U.S. Army Lieutenant General Roger L. Cloutier, Commander of Allied Land Command was on site watching that fire mission, one of many he would observe as the NATO Senior Trainer on the ground during the exercise. Part of LANDCOM’s mission is to enable combat readiness and interoperability in NATO’s land forces, and Dynamic Front was the latest opportunity for him to see allies in action. During his visit personally witnessed the actions of crews from Spain, Italy, Germany, Poland, the U.S., and even NATO partner Ukraine.
This is really about ensuring that we as NATO allies and partners are interoperable, that we are operating within the same processes and procedures and it’s really it’s also about human interoperability,
said Lieutenant General Cloutier. “This right now is about fine tuning our ability to work together.”
Dynamic Front 21, which ran from May 2 - 21, involved over 1,800 soldiers representing 15 nations, including partner nations. The live-fire portion of the exercise took place May 17-21 in Grafenwoehr Training Area, Germany, and Torun, Poland – and involved approximately 70 artillery systems from participating countries.
Crew members from 2nd Platoon, Bulldog Battery, Field Artillery Squadron, 2d Cavalry Regiment execute a fire mission during Dynamic Front 21.
Of the allied nations participating were the nine current members of Artillery Systems Cooperation Agreement (ASCA), which include Denmark, France, Germany, the UK, Italy, the Netherlands, Norway, Turkey, and the United States. Spain is poised to be the 10th member following certification at Dynamic Front 21. ASCA is a digital protocol that essentially enables artillery units from multiple nations to exchange digital data and execute each other’s fire missions.
“This exercise is really based around the ASCA, agreement that means [the mission] goes from the sensor to the best shooter,” said Lieutenant General Cloutier during an interview with reporters.
Allied Land Command Commander, Lieutenant General Roger Cloutier, presents coins for excellence to members of Romania's 81st HIMARS Battalion and their American Security Force Assistance Brigade (SFAB) counterparts during Dynamic Front 21.
Dynamic Front 21 is a 7th Army Training Command-led, U.S. Army Europe and Africa-directed exercise designed to increase readiness, lethality and interoperability by employing allied and partner nations’ ability to integrate joint fires in a multinational environment at both the operational and tactical levels. German Army Lieutenant General Andreas Marlowe, commander of Münster-based 1st German-Netherlands Corps, lauded the U.S. Army’s efforts to make joint fires a truly multinational capability in NATO during an interview with Stars and Stripes.

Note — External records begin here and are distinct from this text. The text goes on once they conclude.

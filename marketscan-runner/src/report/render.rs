//! Plain-text renderers for the report documents.

use marketscan_core::config::ReportConfig;

use super::daily::DailyReport;
use super::trailing::TrailingReport;

/// Render the daily report as the canonical text layout.
pub fn render_daily(report: &DailyReport, config: &ReportConfig) -> String {
    let mut lines: Vec<String> = Vec::new();
    lines.push(format!("Daily Market Report - {}", report.report_date));
    lines.push("=".repeat(60));
    lines.push(String::new());

    lines.push(format!(
        "Stocks Up More Than {:.2}%",
        config.gain_threshold
    ));
    lines.push("-".repeat(60));
    if report.gainers.is_empty() {
        lines.push("No stocks gained above the configured threshold.".into());
    } else {
        for gainer in &report.gainers {
            lines.push(format!(
                "- {}: {} | {:.2}% (Close: {:.2}, Prev Close: {:.2}) [Sector: {} | Industry: {}]",
                gainer.symbol,
                gainer.company_name.as_deref().unwrap_or("N/A"),
                gainer.pct_change,
                gainer.close,
                gainer.prev_close,
                gainer.sector.as_deref().unwrap_or("N/A"),
                gainer.industry.as_deref().unwrap_or("N/A"),
            ));
        }
    }
    lines.push(String::new());

    lines.push("SMA Crossovers".into());
    lines.push("-".repeat(60));
    if report.crossovers.golden_cross.is_empty() && report.crossovers.death_cross.is_empty() {
        lines.push("No crossover events recorded for today.".into());
    } else {
        for (label, entries) in [
            ("golden_cross", &report.crossovers.golden_cross),
            ("death_cross", &report.crossovers.death_cross),
        ] {
            for entry in entries {
                let mut details = vec![format!("Close {:.2}", entry.close)];
                if let Some(short) = entry.short_avg {
                    details.push(format!("short SMA {short:.2}"));
                }
                if let Some(long) = entry.long_avg {
                    details.push(format!("long SMA {long:.2}"));
                }
                lines.push(format!(
                    "- {}: {} ({})",
                    entry.symbol,
                    label,
                    details.join("; ")
                ));
            }
        }
    }
    lines.push(String::new());

    for (title, leaders) in [
        ("Sector Leaders (Top Average % Gain)", &report.sector_leaders),
        (
            "Industry Leaders (Top Average % Gain)",
            &report.industry_leaders,
        ),
    ] {
        lines.push(title.into());
        lines.push("-".repeat(60));
        if leaders.is_empty() {
            lines.push("No performance data available.".into());
        } else {
            for leader in leaders {
                lines.push(format!(
                    "- {}: Avg Change {:.2}% (Top: {} {:.2}% - {})",
                    leader.group,
                    leader.avg_pct_change,
                    leader.top_symbol,
                    leader.top_pct_change,
                    leader.top_company.as_deref().unwrap_or("N/A"),
                ));
            }
        }
        lines.push(String::new());
    }

    lines.push(format!(
        "Unusual Volume (>= {:.1}x rolling average)",
        config.volume_spike_multiple
    ));
    lines.push("-".repeat(60));
    if report.volume_spikes.is_empty() {
        lines.push("No volume spikes detected.".into());
    } else {
        for spike in &report.volume_spikes {
            let change = spike
                .pct_change
                .map(|pct| format!("{pct:.2}%"))
                .unwrap_or_else(|| "N/A".into());
            lines.push(format!(
                "- {}: Volume {} (~{:.2}x avg {:.0}) | Change {}",
                spike.symbol,
                group_thousands(spike.volume),
                spike.ratio,
                spike.baseline,
                change,
            ));
        }
    }

    lines.push(String::new());
    lines.push("End of report.".into());
    lines.join("\n")
}

/// Render the trailing report as the canonical text layout.
pub fn render_trailing(report: &TrailingReport, config: &ReportConfig) -> String {
    let mut lines: Vec<String> = Vec::new();
    lines.push(format!(
        "{}-Day Market Report ({} to {})",
        report.window.span_days(),
        report.window.start,
        report.window.end
    ));
    lines.push("=".repeat(70));
    lines.push(String::new());

    lines.push(format!(
        "Top {} Stocks by Percentage Gain",
        config.top_stock_count
    ));
    lines.push("-".repeat(70));
    if report.top_stocks.is_empty() {
        lines.push("No price data available for the requested window.".into());
    } else {
        for stock in &report.top_stocks {
            lines.push(format!(
                "- {}: {} | {:.2}% (Start {}: {:.2} -> {}: {:.2})",
                stock.symbol,
                stock.company_name.as_deref().unwrap_or("N/A"),
                stock.pct_change,
                stock.start_date,
                stock.start_close,
                stock.end_date,
                stock.end_close,
            ));
        }
    }
    lines.push(String::new());

    lines.push("Golden Cross Events".into());
    lines.push("-".repeat(70));
    if report.golden_crosses.is_empty() {
        lines.push("No golden cross events recorded during the window.".into());
    } else {
        for cross in &report.golden_crosses {
            lines.push(format!(
                "- {}: {} (close={:.2})",
                cross.event_date, cross.symbol, cross.close
            ));
        }
    }
    lines.push(String::new());

    lines.push(format!(
        "Top {} Industries by Average % Gain",
        config.top_group_count
    ));
    lines.push("-".repeat(70));
    if report.top_industries.is_empty() {
        lines.push("No industry performance data available.".into());
    } else {
        for industry in &report.top_industries {
            lines.push(format!(
                "- {}: {:.2}% avg (median {:.2}%, {} symbols)",
                industry.industry,
                industry.avg_pct_change,
                industry.median_pct_change,
                industry.symbol_count,
            ));
        }
    }

    lines.join("\n")
}

/// Format an integer with thousands separators (1234567 -> "1,234,567").
fn group_thousands(value: u64) -> String {
    let digits = value.to_string();
    let mut out = String::with_capacity(digits.len() + digits.len() / 3);
    for (i, ch) in digits.chars().enumerate() {
        if i > 0 && (digits.len() - i) % 3 == 0 {
            out.push(',');
        }
        out.push(ch);
    }
    out
}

“For us, non-U.S. NATO allies, I personally think the U.S. is always setting the benchmark, so we have to see where we are.”
For Lieutenant General Cloutier, the future of Dynamic Front will go beyond just multinational artillery units working together.
“This is a fires exercise. But, as we continue to develop this, we’re going to incorporate a lot more maneuver - a lot more support elements,” he said. “And it’s really about what we, as NATO LANDCOM, who is responsible for synchronisation of all [NATO’s] land forces activities, [are doing to] be synchronised with U.S. Army Europe and Africa ... so that in the event we have to go into crisis or conflict we are ready to work together, we are lethal, and we can fight.”
A German artillery office briefs Allied Land Command commander Lieutenant General Roger Cloutier on operations inside the multinational tactical operations center (TOC) during Dynamic Front 21.
For U.S. Army Captain Vincent S. Christiano, commander of A Battery, 4-319 Field Artillery, the exercise proved the concept that ASCA sets out to achieve: interoperability in multinational fires.
“With so many alliance forces here in Grafenwoehr and in Toruń, Poland, the fact that we can get different observers — it doesn’t matter who it’s coming from — synergised…through the ASCA device, and push it through to different NATO allies, including the United States, and into fire missions…is absolutely fantastic. It’s to build interoperability through the European theater,” he said.
Allied Land Command Commander Lieutenant General Roger Cloutier speaks with members of A Battery, 4th Battalion, 319th Airborne Field Artillery Regiment following a fire mission.
Allied Land Command commander, Lieutenant General Roger Cloutier, visits with an Italian Artillery unit just before they execute a fire mission with their Panzer 2000 self propelled Howitzers.
Italian Army Panzer 2000s prepare for a fire mission.
Commander of 1st German Netherlands Corps, Lieutenant General Andreas Marlowe, participates in discussions with Allied Land Command commander, Lieutenant General Roger Cloutier, and leaders from 7th Army Training Command, U.S. Army Europe and Africa, and the Joint Maneuver Training Center.
Major General Metin Tokel, Chief of Staff for Allied Land Command, participates in discussions alongside the commander of 1st German Netherlands Corps, Lieutenant General Andreas Marlowe; Allied Land Command commander, Lieutenant General Roger Cloutier; and leaders from 7th Army Training Command, U.S. Army Europe and Africa, and the Joint Maneuver Training Center (JMRC).